Extracted data entries:
###

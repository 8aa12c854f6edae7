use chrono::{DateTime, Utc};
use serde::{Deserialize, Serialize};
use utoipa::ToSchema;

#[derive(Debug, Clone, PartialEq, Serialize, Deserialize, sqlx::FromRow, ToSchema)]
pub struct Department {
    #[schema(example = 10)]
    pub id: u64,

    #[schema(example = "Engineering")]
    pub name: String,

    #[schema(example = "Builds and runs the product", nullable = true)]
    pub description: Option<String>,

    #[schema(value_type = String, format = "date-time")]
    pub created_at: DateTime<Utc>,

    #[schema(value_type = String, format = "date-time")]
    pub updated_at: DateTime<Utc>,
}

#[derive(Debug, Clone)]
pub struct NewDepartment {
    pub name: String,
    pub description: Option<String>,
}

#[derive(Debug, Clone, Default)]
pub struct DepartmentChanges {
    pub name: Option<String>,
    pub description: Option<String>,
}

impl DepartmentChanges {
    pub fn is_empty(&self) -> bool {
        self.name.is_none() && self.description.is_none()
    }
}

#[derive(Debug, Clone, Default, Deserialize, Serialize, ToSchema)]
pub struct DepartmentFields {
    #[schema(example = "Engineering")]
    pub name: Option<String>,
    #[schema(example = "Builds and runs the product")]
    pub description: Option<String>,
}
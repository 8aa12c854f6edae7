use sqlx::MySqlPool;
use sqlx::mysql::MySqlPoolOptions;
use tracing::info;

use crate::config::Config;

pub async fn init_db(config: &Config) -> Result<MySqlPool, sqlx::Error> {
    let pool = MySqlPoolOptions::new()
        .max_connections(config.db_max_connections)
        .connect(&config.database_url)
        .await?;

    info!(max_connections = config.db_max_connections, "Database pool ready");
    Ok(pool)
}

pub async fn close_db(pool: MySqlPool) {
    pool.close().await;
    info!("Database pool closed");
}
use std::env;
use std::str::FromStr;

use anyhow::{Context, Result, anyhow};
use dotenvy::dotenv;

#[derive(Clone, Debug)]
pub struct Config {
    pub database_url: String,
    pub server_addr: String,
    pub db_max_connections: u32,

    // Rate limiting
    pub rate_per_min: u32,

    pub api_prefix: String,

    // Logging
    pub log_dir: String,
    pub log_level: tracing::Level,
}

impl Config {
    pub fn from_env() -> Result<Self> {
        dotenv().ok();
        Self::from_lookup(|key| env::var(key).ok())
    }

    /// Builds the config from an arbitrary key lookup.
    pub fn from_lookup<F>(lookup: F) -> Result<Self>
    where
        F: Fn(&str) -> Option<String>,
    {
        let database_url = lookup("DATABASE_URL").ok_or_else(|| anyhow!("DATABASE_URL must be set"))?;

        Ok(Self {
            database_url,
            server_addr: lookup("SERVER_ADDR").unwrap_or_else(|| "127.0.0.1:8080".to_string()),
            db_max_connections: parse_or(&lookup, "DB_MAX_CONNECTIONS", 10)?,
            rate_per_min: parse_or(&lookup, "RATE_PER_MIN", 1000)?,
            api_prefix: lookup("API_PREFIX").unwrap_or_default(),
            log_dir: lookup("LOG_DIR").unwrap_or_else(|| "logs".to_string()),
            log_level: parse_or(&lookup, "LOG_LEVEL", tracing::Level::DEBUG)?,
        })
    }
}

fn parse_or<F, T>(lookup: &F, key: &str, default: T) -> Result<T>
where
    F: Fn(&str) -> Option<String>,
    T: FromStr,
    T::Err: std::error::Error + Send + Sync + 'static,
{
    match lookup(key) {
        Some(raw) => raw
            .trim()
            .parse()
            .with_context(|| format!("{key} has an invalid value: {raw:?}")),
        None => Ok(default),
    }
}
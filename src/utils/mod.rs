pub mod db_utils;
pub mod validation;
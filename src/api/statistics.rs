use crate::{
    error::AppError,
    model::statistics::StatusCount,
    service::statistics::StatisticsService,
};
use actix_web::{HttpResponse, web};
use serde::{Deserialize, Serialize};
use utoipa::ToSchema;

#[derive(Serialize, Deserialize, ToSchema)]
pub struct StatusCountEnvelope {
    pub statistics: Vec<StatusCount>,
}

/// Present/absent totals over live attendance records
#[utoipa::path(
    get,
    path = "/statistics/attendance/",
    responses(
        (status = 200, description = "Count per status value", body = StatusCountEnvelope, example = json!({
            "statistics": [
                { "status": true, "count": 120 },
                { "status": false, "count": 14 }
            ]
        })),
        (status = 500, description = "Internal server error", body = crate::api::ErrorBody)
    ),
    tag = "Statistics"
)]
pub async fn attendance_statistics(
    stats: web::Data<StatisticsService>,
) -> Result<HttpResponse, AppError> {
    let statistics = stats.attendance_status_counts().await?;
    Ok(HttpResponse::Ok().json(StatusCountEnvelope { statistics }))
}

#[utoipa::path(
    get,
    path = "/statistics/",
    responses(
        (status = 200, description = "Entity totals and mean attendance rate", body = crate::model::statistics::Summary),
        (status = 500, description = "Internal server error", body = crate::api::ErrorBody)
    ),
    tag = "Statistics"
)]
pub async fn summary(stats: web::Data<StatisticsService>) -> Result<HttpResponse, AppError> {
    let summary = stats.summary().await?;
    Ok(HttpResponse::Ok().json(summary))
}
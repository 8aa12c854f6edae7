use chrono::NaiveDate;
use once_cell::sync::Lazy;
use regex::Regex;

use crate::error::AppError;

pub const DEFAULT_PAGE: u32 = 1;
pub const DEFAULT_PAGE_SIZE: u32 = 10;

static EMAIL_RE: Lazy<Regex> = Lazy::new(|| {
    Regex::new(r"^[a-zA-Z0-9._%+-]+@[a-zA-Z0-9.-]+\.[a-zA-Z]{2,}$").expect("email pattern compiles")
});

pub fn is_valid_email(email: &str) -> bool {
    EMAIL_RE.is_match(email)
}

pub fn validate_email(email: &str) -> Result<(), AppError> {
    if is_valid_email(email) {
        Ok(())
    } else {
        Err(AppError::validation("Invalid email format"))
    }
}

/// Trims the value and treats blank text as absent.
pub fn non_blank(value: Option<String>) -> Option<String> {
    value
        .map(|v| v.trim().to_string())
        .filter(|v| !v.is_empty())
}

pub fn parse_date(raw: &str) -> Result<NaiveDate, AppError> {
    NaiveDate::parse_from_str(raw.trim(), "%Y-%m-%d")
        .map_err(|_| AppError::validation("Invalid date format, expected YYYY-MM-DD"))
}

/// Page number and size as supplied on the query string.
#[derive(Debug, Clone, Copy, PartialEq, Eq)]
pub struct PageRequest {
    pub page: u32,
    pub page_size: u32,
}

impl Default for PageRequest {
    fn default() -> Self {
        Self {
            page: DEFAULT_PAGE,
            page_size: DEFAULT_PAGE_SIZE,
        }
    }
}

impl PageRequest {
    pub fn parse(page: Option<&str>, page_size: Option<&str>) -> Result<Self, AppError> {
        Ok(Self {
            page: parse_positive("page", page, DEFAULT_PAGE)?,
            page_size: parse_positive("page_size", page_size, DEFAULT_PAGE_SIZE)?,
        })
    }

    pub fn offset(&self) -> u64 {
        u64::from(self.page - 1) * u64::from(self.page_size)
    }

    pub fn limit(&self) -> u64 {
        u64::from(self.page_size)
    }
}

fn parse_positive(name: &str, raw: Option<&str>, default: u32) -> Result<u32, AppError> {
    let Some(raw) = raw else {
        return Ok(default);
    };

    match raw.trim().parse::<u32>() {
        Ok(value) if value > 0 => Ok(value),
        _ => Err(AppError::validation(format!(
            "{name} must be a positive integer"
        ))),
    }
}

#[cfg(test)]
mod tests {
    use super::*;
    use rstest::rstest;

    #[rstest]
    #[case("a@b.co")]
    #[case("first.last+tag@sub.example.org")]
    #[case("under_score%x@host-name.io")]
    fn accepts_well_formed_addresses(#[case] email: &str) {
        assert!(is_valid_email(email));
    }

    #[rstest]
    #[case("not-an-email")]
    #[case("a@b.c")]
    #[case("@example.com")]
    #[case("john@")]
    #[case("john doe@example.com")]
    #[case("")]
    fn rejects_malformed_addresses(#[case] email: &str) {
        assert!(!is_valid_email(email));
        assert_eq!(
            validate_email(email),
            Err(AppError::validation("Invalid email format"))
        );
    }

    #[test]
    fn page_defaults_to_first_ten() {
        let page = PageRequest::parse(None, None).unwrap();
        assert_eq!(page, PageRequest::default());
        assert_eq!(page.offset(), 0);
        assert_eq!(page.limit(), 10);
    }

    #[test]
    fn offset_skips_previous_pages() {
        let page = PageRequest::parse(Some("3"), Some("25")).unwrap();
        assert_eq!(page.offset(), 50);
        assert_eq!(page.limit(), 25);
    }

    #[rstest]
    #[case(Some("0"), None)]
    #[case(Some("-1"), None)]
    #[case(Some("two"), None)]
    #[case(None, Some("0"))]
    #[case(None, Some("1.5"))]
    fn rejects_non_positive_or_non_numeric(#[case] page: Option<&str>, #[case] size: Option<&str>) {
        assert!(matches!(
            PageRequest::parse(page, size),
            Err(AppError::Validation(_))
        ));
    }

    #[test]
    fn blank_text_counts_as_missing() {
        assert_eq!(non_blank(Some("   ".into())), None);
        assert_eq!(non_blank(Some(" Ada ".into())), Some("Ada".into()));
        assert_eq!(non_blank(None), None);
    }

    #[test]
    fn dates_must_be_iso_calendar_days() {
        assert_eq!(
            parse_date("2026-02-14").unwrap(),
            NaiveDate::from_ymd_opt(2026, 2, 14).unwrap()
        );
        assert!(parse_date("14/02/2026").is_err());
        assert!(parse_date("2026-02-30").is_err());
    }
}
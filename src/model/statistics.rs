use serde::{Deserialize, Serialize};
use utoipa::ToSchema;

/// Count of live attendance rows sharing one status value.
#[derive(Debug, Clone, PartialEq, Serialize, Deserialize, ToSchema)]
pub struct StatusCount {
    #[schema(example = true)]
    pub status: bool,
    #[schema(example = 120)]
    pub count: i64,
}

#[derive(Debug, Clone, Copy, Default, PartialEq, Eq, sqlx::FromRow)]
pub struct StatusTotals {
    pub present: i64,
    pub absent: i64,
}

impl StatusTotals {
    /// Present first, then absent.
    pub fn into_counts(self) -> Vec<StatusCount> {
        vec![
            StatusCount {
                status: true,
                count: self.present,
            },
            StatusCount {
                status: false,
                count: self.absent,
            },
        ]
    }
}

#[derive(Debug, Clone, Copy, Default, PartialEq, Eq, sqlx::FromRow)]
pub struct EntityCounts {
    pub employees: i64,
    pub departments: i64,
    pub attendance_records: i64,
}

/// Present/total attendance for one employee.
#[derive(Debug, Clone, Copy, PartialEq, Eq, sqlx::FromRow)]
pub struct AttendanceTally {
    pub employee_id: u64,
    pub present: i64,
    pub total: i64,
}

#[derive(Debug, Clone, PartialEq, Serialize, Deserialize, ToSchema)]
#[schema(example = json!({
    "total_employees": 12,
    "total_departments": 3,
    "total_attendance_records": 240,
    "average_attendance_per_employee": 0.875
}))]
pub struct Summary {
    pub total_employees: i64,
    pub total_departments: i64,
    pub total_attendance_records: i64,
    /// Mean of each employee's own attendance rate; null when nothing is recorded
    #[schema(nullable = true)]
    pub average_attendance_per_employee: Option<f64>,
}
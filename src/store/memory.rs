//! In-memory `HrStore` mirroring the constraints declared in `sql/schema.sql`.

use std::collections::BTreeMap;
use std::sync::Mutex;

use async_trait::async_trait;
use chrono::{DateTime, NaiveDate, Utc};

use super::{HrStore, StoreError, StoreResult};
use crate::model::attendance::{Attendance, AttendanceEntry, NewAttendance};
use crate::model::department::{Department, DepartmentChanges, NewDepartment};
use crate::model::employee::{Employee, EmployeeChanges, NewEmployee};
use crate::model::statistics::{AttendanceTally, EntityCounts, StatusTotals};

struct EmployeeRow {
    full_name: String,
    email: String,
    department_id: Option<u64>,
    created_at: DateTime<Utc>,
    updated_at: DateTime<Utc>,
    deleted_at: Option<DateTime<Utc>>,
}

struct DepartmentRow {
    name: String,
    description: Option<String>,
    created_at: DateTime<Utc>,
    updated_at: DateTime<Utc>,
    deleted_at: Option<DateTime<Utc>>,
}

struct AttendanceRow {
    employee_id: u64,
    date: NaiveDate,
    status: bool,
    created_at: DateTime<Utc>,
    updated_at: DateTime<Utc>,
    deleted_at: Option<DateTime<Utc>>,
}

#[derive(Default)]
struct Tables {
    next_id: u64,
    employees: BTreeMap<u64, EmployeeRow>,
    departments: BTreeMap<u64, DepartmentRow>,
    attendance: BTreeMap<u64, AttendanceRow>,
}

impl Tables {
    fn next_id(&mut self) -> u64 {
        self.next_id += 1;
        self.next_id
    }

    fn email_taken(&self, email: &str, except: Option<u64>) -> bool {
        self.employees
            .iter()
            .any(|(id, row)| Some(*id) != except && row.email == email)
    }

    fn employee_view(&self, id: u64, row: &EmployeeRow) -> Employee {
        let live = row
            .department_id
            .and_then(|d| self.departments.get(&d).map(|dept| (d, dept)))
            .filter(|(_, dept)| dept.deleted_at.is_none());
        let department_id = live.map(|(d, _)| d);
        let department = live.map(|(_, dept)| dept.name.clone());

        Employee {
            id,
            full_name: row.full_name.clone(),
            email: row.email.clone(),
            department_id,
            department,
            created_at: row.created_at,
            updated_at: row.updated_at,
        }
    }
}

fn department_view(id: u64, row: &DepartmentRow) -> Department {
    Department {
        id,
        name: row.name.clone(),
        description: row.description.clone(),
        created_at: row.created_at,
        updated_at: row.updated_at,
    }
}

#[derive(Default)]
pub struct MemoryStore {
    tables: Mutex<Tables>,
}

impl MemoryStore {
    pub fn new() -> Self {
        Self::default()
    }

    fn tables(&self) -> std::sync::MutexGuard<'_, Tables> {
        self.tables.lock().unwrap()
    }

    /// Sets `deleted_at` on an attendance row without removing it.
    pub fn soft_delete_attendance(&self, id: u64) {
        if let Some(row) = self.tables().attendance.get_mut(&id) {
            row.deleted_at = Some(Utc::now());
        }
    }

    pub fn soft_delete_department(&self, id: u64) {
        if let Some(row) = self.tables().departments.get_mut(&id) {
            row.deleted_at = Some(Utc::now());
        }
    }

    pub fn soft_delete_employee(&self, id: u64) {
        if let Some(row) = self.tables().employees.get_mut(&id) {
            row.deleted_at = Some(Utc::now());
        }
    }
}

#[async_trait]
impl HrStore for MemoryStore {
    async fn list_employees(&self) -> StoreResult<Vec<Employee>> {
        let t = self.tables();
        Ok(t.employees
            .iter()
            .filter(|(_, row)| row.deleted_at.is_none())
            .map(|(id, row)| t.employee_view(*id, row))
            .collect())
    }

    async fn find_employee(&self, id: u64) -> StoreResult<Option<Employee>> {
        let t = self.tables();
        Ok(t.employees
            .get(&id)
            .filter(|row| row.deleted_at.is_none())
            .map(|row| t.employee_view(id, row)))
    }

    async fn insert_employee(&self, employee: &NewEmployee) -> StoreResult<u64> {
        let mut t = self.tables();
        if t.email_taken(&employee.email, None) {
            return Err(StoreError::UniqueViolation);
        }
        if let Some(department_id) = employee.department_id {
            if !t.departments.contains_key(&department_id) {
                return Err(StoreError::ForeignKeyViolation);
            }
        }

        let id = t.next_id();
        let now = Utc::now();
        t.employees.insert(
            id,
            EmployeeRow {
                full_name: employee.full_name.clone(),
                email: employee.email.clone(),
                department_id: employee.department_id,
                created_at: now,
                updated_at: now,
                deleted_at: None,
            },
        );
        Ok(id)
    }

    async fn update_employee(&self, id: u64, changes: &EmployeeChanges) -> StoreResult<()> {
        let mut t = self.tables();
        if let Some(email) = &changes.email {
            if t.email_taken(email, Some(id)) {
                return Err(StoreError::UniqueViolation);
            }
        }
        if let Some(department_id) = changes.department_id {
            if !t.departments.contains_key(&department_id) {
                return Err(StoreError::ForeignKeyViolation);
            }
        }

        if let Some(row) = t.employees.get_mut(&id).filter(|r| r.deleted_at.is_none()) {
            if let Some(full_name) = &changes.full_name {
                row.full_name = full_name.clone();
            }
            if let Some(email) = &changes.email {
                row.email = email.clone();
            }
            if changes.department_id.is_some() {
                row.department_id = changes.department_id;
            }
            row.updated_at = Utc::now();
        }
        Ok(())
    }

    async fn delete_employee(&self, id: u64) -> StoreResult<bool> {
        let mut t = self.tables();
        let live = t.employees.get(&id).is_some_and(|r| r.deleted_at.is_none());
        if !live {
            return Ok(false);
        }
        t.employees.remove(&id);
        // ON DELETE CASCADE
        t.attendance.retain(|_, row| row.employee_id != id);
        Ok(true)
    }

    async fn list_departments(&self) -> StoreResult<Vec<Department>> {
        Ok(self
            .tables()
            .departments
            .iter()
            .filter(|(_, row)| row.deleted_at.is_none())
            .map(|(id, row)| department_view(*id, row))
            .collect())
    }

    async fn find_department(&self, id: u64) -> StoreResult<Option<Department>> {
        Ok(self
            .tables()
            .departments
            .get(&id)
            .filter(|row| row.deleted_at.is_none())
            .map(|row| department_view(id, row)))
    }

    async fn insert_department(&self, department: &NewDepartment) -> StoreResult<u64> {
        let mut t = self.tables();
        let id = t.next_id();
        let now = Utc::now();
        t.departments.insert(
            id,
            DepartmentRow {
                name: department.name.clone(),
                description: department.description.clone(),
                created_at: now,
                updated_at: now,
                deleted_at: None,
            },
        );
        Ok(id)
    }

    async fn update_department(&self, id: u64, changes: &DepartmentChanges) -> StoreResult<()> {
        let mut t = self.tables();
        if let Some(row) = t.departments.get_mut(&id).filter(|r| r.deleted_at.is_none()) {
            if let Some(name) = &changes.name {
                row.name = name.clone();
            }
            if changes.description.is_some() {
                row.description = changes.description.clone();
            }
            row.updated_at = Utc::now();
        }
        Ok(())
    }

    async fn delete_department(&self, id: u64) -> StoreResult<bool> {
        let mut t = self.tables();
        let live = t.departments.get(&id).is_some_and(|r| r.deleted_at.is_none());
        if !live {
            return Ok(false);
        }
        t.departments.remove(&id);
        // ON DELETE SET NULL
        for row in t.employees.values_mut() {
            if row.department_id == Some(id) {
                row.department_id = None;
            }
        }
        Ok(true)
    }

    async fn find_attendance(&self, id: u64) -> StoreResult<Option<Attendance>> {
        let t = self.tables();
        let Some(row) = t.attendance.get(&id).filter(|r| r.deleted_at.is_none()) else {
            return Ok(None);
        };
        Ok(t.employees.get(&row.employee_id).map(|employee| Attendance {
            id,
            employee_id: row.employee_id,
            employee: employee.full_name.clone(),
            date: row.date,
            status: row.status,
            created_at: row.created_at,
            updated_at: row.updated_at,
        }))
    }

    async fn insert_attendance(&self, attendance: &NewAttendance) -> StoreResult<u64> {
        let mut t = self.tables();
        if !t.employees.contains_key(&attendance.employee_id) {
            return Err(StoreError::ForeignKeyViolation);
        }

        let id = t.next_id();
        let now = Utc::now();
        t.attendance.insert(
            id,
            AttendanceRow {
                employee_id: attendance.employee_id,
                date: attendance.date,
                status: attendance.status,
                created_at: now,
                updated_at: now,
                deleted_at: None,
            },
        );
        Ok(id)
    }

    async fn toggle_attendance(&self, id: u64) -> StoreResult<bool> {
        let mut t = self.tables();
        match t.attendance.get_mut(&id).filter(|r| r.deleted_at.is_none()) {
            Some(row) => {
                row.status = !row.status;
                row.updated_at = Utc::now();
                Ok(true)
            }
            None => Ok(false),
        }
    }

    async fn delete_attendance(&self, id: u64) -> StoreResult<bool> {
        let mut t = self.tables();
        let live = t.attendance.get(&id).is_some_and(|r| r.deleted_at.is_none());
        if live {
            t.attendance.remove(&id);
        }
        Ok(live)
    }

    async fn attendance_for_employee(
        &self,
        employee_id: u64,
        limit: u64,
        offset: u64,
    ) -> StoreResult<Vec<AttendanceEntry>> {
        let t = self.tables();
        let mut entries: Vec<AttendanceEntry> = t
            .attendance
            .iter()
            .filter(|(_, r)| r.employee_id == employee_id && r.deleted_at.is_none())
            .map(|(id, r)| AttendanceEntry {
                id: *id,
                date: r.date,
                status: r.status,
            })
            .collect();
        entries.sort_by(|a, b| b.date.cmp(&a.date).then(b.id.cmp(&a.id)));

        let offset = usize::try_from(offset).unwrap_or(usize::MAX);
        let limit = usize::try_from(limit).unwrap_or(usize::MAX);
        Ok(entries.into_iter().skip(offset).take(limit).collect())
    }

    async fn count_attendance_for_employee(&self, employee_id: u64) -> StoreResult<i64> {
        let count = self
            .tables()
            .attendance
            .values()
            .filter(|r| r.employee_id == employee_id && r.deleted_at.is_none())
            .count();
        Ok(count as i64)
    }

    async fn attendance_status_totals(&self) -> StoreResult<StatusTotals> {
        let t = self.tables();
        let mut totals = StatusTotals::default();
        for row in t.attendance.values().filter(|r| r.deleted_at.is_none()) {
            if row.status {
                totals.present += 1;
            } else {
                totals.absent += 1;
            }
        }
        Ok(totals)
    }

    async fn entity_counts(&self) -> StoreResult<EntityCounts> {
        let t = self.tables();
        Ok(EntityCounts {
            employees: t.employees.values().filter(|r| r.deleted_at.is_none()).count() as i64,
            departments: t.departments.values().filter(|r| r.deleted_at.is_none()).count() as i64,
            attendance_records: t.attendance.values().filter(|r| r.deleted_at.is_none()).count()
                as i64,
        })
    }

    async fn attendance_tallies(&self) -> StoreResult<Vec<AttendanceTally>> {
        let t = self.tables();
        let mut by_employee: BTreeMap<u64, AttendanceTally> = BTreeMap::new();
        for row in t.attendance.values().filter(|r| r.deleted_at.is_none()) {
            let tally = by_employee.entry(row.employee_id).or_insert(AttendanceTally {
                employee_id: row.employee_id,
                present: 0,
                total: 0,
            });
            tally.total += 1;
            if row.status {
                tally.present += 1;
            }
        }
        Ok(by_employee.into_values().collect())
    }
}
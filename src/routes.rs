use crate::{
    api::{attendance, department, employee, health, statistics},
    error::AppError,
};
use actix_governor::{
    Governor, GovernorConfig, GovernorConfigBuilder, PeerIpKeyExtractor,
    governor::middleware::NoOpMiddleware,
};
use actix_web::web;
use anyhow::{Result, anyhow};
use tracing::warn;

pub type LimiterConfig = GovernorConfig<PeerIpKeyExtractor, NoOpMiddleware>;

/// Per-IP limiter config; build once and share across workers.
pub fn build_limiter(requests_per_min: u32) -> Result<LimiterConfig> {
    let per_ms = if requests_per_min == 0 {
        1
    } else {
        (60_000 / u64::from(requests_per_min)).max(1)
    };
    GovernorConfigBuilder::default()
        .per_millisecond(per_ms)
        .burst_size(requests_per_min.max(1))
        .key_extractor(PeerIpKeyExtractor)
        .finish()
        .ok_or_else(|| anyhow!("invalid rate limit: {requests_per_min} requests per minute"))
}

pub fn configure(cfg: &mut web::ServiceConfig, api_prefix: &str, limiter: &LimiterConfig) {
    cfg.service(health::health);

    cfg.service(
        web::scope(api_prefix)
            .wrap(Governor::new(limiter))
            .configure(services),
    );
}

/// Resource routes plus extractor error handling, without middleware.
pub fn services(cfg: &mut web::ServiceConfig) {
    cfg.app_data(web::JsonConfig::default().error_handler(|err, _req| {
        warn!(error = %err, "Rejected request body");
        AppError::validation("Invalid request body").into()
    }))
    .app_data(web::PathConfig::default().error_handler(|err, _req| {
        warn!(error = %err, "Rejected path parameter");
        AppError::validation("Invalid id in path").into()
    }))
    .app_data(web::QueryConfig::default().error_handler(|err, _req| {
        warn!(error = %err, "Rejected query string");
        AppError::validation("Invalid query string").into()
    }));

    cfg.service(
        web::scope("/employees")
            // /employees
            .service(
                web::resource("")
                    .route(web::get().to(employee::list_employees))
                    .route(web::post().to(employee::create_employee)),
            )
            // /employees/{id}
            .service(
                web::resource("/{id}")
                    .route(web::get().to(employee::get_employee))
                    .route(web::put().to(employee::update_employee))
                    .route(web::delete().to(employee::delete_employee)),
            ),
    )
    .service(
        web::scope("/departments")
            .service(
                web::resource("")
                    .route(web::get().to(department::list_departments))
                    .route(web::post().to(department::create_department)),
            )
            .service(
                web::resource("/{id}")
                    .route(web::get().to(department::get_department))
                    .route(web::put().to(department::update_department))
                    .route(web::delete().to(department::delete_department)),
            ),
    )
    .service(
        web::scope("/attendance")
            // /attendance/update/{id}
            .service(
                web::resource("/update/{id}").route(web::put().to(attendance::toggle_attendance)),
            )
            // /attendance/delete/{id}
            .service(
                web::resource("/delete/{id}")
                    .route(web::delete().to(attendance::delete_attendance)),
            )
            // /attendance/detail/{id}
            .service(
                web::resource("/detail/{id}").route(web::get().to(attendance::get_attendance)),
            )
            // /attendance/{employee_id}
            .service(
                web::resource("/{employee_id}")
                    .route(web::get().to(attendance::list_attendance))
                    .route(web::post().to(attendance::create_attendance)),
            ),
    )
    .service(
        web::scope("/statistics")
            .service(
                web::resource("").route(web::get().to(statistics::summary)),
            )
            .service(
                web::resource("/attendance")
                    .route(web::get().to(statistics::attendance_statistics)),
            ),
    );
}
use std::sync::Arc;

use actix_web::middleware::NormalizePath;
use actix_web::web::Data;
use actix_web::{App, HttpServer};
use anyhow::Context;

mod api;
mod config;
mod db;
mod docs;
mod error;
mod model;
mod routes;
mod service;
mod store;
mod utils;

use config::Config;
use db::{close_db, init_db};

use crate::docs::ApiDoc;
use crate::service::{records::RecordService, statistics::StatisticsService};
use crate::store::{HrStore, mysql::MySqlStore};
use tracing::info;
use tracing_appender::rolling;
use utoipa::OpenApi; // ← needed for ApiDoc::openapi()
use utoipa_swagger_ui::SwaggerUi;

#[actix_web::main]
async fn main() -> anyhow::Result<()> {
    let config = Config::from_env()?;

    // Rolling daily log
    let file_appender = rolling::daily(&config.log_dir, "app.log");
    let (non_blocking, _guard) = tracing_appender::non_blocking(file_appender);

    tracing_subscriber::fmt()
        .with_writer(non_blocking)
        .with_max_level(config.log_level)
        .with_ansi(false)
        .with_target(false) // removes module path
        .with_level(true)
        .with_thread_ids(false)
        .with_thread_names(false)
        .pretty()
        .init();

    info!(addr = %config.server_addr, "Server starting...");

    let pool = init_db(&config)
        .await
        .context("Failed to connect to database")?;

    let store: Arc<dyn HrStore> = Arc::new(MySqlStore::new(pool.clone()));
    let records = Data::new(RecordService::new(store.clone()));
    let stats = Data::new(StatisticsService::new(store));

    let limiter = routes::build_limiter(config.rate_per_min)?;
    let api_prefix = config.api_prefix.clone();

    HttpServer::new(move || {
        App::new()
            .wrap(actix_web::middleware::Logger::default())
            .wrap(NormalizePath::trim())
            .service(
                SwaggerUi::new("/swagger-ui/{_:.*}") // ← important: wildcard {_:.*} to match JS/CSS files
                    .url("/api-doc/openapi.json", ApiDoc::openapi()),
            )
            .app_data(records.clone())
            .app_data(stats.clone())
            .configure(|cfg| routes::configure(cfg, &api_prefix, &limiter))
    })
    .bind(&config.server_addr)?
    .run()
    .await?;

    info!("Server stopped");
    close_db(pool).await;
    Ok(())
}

###

• **Task details**
Would you count the lines in the data that contain the word "chrono" and state only the number?

• **Completed exercise**
3